Vers une normalisation réglementaire
Mis en place à titre expérimental par le syndicat d’appellation Minervois en 1991, le système de l’engagement triennal a fait l’objet d’une commission d’enquête INAO en 1994 qui a conclu à sa faisabilité. Côté Administration, le blanc seing fut moins net, les fonctionnaires de l’Agriculture et des Fraudes adressant deux types de critiques au projet. Le premier portait sur le fait que le droit à l’appellation était ouvert à tout le monde et que l’engagement pluriannuel pouvait jouer comme un frein.
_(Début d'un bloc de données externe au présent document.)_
//! Deterministic random number generation for board setup.
//!
//! ## Key Features
//!
//! - **Deterministic**: Same seed produces identical boards
//! - **Injectable**: Controllers take a `GameRng`, so tests pin the seed
//! - **Serializable**: O(1) state capture and restore
//!
//! ```
//! use memory_match::core::GameRng;
//!
//! let mut a = GameRng::new(42);
//! let mut b = GameRng::new(42);
//!
//! let mut xs = vec![1, 2, 3, 4, 5];
//! let mut ys = xs.clone();
//! a.shuffle(&mut xs);
//! b.shuffle(&mut ys);
//! assert_eq!(xs, ys);
//! ```

use rand::{Rng, SeedableRng};
use rand_chacha::ChaCha8Rng;
use serde::{Deserialize, Serialize};

/// Seedable RNG used for theme choice, symbol selection and shuffling.
///
/// Uses ChaCha8 for speed while keeping output stable across platforms.
#[derive(Clone, Debug)]
pub struct GameRng {
    inner: ChaCha8Rng,
    seed: u64,
}

impl GameRng {
    /// Create a new RNG with the given seed.
    #[must_use]
    pub fn new(seed: u64) -> Self {
        Self {
            inner: ChaCha8Rng::seed_from_u64(seed),
            seed,
        }
    }

    /// Create an RNG seeded from OS entropy.
    ///
    /// The seed is still recorded so a session can be replayed.
    #[must_use]
    pub fn from_entropy() -> Self {
        Self::new(rand::random())
    }

    /// The seed this RNG was created with.
    #[must_use]
    pub fn seed(&self) -> u64 {
        self.seed
    }

    /// Generate a random usize in the given range.
    pub fn gen_range_usize(&mut self, range: std::ops::Range<usize>) -> usize {
        self.inner.gen_range(range)
    }

    /// Shuffle a slice in place.
    ///
    /// Fisher-Yates: walks from the last index down to 1, swapping each
    /// element with a uniformly chosen one at or below it.
    pub fn shuffle<T>(&mut self, slice: &mut [T]) {
        use rand::seq::SliceRandom;
        slice.shuffle(&mut self.inner);
    }

    /// Pick `amount` distinct indices out of `0..length`, uniformly and
    /// without replacement.
    ///
    /// Returns `None` when `amount > length`.
    pub fn sample_indices(&mut self, length: usize, amount: usize) -> Option<Vec<usize>> {
        if amount > length {
            return None;
        }
        Some(rand::seq::index::sample(&mut self.inner, length, amount).into_vec())
    }

    /// Choose a random element from a slice.
    #[must_use]
    pub fn choose<'a, T>(&mut self, slice: &'a [T]) -> Option<&'a T> {
        use rand::seq::SliceRandom;
        slice.choose(&mut self.inner)
    }

    /// Get the current state for serialization.
    #[must_use]
    pub fn state(&self) -> GameRngState {
        GameRngState {
            seed: self.seed,
            word_pos: self.inner.get_word_pos(),
        }
    }

    /// Restore from a saved state.
    #[must_use]
    pub fn from_state(state: &GameRngState) -> Self {
        let mut inner = ChaCha8Rng::seed_from_u64(state.seed);
        inner.set_word_pos(state.word_pos);
        Self {
            inner,
            seed: state.seed,
        }
    }
}

/// Serializable RNG state.
///
/// Uses the ChaCha8 word position, so capture and restore cost the same no
/// matter how many boards have been dealt.
#[derive(Clone, Debug, PartialEq, Eq, Serialize, Deserialize)]
pub struct GameRngState {
    /// Original seed
    pub seed: u64,
    /// ChaCha8 word position (128-bit counter)
    pub word_pos: u128,
}
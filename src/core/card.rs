//! Card identity and per-card runtime state.
//!
//! A board is a flat sequence of cards. A card's `CardId` is its position in
//! that sequence; its `SymbolId` is the equality key used for matching.

use serde::{Deserialize, Serialize};

/// Most cards one board can address with a `CardId`.
pub const MAX_CARDS: usize = u16::MAX as usize + 1;

/// Most pairs one board can hold.
pub const MAX_PAIRS: usize = MAX_CARDS / 2;

/// Most symbols one theme can address with a `SymbolId`.
pub const MAX_SYMBOLS: usize = u16::MAX as usize + 1;

/// Position of a card on the board. Stable for the lifetime of a round.
#[derive(Clone, Copy, Debug, PartialEq, Eq, Hash, PartialOrd, Ord, Serialize, Deserialize)]
pub struct CardId(pub u16);

impl CardId {
    /// Create a new card ID.
    #[must_use]
    pub const fn new(id: u16) -> Self {
        Self(id)
    }

    /// Card ID for a board index, or `None` past `MAX_CARDS`.
    #[must_use]
    pub fn from_index(index: usize) -> Option<Self> {
        u16::try_from(index).ok().map(Self)
    }

    /// Board index of this card.
    #[must_use]
    pub const fn index(self) -> usize {
        self.0 as usize
    }
}

impl std::fmt::Display for CardId {
    fn fmt(&self, f: &mut std::fmt::Formatter<'_>) -> std::fmt::Result {
        write!(f, "Card({})", self.0)
    }
}

/// Index of a symbol within its theme.
///
/// Two cards match when their symbol IDs are equal. The theme maps an ID
/// back to the glyph shown on the card face.
#[derive(Clone, Copy, Debug, PartialEq, Eq, Hash, PartialOrd, Ord, Serialize, Deserialize)]
pub struct SymbolId(pub u16);

impl SymbolId {
    /// Create a new symbol ID.
    #[must_use]
    pub const fn new(id: u16) -> Self {
        Self(id)
    }

    /// Symbol ID for a theme index, or `None` past `MAX_SYMBOLS`.
    #[must_use]
    pub fn from_index(index: usize) -> Option<Self> {
        u16::try_from(index).ok().map(Self)
    }

    /// Index into the theme's symbol list.
    #[must_use]
    pub const fn index(self) -> usize {
        self.0 as usize
    }
}

impl std::fmt::Display for SymbolId {
    fn fmt(&self, f: &mut std::fmt::Formatter<'_>) -> std::fmt::Result {
        write!(f, "Symbol({})", self.0)
    }
}

/// A card on the board.
#[derive(Clone, Copy, Debug, PartialEq, Eq, Hash, Serialize, Deserialize)]
pub struct Card {
    /// Position on the board.
    pub id: CardId,

    /// Matching key.
    pub symbol: SymbolId,

    /// Face up (selected this turn, or matched).
    pub revealed: bool,

    /// Paired with its twin; stays face up for the rest of the round.
    pub matched: bool,
}

impl Card {
    /// Create a face-down, unmatched card.
    #[must_use]
    pub const fn new(id: CardId, symbol: SymbolId) -> Self {
        Self {
            id,
            symbol,
            revealed: false,
            matched: false,
        }
    }

    /// Can this card still be picked by the player?
    #[must_use]
    pub const fn is_selectable(&self) -> bool {
        !self.matched
    }

    /// Do these two cards carry the same symbol?
    #[must_use]
    pub fn pairs_with(&self, other: &Card) -> bool {
        self.id != other.id && self.symbol == other.symbol
    }
}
C’est pourquoi les parlementaires examinent actuellement un amendement à la loi sur le développement des territoires ruraux afin de modifier quelque peu le texte de 1919 sur les AOC. La seconde critique plus particulièrement émise par la DCCRF concernait le risque d’entente à la production pour faire monter les prix. L’actualité s’est chargée de réduire cette crainte à néant. En septembre 1995, l’engagement triennal du Minervois a reçu l’aval du Conseil national de l’INAO pour une période expérimentale de cinq ans. Depuis l’an 2000, l’expérience du Minervois fait l’objet d’une dérogation annuelle, reconduite chaque année. Même si personne dans l’aire d’appellation n’a remis en cause l’engagement triennal adopté sur une base volontaire, le syndicat attend avec impatience la normalisation réglementaire. L’intérêt manifesté par Cognac mais aussi par l’Armagnac ainsi que d’autres vignobles a sans doute contribué à accélérer les choses. Les députés ont adopté en première lecture la modification des deux articles du Code rural concernés par l’introduction de l’engagement pluriannuel et le Sénat vient d’en faire de même. Au niveau du cadre réglementaire, une autre piste est également à l’étude, celle de légiférer par ordonnance. Le Conseil d’Etat a donné un avis favorable.